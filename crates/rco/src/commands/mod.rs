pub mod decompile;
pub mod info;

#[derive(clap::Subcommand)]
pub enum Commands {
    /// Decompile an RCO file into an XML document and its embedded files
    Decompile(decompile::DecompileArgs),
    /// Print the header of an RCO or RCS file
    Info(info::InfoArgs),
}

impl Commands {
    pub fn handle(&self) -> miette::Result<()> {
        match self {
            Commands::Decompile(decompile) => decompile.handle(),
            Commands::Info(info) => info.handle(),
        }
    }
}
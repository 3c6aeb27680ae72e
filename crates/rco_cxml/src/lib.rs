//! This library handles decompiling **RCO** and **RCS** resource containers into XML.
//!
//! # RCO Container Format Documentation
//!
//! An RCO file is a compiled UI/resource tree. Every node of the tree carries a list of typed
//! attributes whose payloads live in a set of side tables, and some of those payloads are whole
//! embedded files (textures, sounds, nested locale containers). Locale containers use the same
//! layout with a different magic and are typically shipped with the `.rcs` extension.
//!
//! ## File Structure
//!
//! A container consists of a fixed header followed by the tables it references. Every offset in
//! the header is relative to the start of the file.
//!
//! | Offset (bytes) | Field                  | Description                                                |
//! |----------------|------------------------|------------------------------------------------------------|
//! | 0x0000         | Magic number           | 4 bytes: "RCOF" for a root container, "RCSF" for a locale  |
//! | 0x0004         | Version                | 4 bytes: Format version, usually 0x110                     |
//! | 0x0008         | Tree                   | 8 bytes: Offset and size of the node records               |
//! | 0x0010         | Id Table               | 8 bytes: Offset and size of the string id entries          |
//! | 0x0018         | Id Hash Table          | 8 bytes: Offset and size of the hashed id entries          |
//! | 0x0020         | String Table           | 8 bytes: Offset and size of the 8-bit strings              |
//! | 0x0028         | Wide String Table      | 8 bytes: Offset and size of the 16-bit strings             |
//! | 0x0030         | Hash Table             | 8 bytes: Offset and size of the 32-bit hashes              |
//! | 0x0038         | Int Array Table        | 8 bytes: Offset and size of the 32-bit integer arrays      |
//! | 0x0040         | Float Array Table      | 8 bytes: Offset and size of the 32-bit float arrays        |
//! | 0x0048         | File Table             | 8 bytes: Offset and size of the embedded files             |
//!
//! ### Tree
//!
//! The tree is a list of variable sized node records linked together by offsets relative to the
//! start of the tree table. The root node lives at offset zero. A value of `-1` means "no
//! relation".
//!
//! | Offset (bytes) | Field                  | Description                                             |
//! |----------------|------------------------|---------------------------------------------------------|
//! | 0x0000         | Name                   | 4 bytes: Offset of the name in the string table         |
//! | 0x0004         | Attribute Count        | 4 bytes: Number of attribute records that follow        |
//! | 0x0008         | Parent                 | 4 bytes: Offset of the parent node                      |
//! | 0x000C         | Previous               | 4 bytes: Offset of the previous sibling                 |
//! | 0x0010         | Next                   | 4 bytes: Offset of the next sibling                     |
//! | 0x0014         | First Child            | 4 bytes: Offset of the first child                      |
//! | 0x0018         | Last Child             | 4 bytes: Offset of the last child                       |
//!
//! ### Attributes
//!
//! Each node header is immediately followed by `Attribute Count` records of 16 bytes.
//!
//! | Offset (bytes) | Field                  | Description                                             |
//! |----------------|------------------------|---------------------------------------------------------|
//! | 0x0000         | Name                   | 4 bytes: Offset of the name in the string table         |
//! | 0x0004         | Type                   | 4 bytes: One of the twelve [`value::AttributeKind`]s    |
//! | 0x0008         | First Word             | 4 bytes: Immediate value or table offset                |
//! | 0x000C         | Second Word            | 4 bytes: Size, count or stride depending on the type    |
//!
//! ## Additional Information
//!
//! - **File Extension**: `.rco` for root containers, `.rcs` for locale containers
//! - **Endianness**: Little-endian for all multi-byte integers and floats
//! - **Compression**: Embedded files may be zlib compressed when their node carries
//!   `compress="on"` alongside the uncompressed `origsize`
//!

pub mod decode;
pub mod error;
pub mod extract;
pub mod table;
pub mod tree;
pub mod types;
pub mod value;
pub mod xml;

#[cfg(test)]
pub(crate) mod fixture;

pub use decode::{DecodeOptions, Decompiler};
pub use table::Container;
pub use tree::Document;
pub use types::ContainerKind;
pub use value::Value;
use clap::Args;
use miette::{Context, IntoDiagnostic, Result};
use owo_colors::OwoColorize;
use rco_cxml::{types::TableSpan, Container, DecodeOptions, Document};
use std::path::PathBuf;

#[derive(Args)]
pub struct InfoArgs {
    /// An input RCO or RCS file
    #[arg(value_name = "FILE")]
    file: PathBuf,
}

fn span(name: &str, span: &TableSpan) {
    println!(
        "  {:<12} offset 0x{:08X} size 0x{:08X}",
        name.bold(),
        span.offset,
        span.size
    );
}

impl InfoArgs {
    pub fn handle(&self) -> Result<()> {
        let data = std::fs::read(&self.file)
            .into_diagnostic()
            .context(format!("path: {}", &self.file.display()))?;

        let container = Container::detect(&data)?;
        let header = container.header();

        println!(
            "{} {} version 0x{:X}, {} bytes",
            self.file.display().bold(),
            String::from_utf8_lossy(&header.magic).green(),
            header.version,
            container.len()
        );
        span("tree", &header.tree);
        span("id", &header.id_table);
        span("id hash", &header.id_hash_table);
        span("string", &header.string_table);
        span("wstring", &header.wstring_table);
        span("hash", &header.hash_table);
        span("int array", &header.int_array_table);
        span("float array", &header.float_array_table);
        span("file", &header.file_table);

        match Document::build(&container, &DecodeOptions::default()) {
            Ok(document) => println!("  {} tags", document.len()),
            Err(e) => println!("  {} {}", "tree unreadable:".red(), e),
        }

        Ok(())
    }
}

Exercise instructions:
Your answer should consist of the lines above that hold the word "root", copied exactly.

Your response:
//! | 0x0000         | Magic number           | 4 bytes: "RCOF" for a root container, "RCSF" for a locale  |
//! start of the tree table. The root node lives at offset zero. A value of `-1` means "no
//! - **File Extension**: `.rco` for root containers, `.rcs` for locale containers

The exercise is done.